Dataset records
§
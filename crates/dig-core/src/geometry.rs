//! Grid coordinates shared by every area

use std::ops::Add;

/// A cell position, or a size when used as [`Rect::size`].
///
/// `line` grows downward, `column` grows rightward.
#[derive(Debug, Clone, Copy, Default, PartialEq, Eq, Hash)]
pub struct Point {
    pub line: usize,
    pub column: usize,
}

impl Point {
    pub const fn new(line: usize, column: usize) -> Self {
        Self { line, column }
    }
}

impl Add for Point {
    type Output = Point;

    fn add(self, other: Point) -> Point {
        Point {
            line: self.line + other.line,
            column: self.column + other.column,
        }
    }
}

/// An origin plus a size (height in `line`, width in `column`).
#[derive(Debug, Clone, Copy, Default, PartialEq, Eq, Hash)]
pub struct Rect {
    pub origin: Point,
    pub size: Point,
}

impl Rect {
    pub const fn new(origin: Point, size: Point) -> Self {
        Self { origin, size }
    }

    pub fn height(&self) -> usize {
        self.size.line
    }

    pub fn width(&self) -> usize {
        self.size.column
    }

    /// Zero width or zero height; nothing is drawn into an empty rect.
    pub fn is_empty(&self) -> bool {
        self.size.line == 0 || self.size.column == 0
    }

    /// One past the bottom-right cell.
    pub fn end(&self) -> Point {
        self.origin + self.size
    }
}
//! Circular search over the record list

use crate::git::Record;

/// The index after `current`, wrapping to 0 past the end.
pub fn next_index(len: usize, current: usize) -> usize {
    if len == 0 || current + 1 >= len {
        0
    } else {
        current + 1
    }
}

/// First index matching `pred`, scanning `items[from..]` then `items[..from]`.
pub fn find_from<T, F>(items: &[T], from: usize, pred: F) -> Option<usize>
where
    F: Fn(&T) -> bool,
{
    let from = from.min(items.len());
    items[from..]
        .iter()
        .position(&pred)
        .map(|idx| from + idx)
        .or_else(|| items[..from].iter().position(&pred))
}

/// Resolve a find query against `records`, starting just after `current`.
///
/// Both an exact key match and a title substring match are searched; when
/// both succeed the title match wins. An empty query is contained in every
/// title, so it selects the next record.
pub fn find_record(records: &[Record], query: &str, current: usize) -> Option<usize> {
    if records.is_empty() {
        return None;
    }
    let from = next_index(records.len(), current);
    let by_key = find_from(records, from, |record| record.key == query);
    let by_title = find_from(records, from, |record| record.title.contains(query));
    by_title.or(by_key)
}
§
▶ [TASK INSTRUCTIONS]: Give back the records above, character for character.

▶ [WORKED SOLUTION]:
filename crates/dig-core/src/geometry.rs
//! Grid coordinates shared by every area

use std::ops::Add;

/// A cell position, or a size when used as [`Rect::size`].
///
/// `line` grows downward, `column` grows rightward.
#[derive(Debug, Clone, Copy, Default, PartialEq, Eq, Hash)]
pub struct Point {
    pub line: usize,
    pub column: usize,
}

impl Point {
    pub const fn new(line: usize, column: usize) -> Self {
        Self { line, column }
    }
}

impl Add for Point {
    type Output = Point;

    fn add(self, other: Point) -> Point {
        Point {
            line: self.line + other.line,
            column: self.column + other.column,
        }
    }
}

/// An origin plus a size (height in `line`, width in `column`).
#[derive(Debug, Clone, Copy, Default, PartialEq, Eq, Hash)]
pub struct Rect {
    pub origin: Point,
    pub size: Point,
}

impl Rect {
    pub const fn new(origin: Point, size: Point) -> Self {
        Self { origin, size }
    }

    pub fn height(&self) -> usize {
        self.size.line
    }

    pub fn width(&self) -> usize {
        self.size.column
    }

    /// Zero width or zero height; nothing is drawn into an empty rect.
    pub fn is_empty(&self) -> bool {
        self.size.line == 0 || self.size.column == 0
    }

    /// One past the bottom-right cell.
    pub fn end(&self) -> Point {
        self.origin + self.size
    }
}
//! Circular search over the record list

use crate::git::Record;

/// The index after `current`, wrapping to 0 past the end.
pub fn next_index(len: usize, current: usize) -> usize {
    if len == 0 || current + 1 >= len {
        0
    } else {
        current + 1
    }
}

/// First index matching `pred`, scanning `items[from..]` then `items[..from]`.
pub fn find_from<T, F>(items: &[T], from: usize, pred: F) -> Option<usize>
where
    F: Fn(&T) -> bool,
{
    let from = from.min(items.len());
    items[from..]
        .iter()
        .position(&pred)
        .map(|idx| from + idx)
        .or_else(|| items[..from].iter().position(&pred))
}

/// Resolve a find query against `records`, starting just after `current`.
///
/// Both an exact key match and a title substring match are searched; when
/// both succeed the title match wins. An empty query is contained in every
/// title, so it selects the next record.
pub fn find_record(records: &[Record], query: &str, current: usize) -> Option<usize> {
    if records.is_empty() {
        return None;
    }
    let from = next_index(records.len(), current);
    let by_key = find_from(records, from, |record| record.key == query);
    let by_title = find_from(records, from, |record| record.title.contains(query));
    by_title.or(by_key)
}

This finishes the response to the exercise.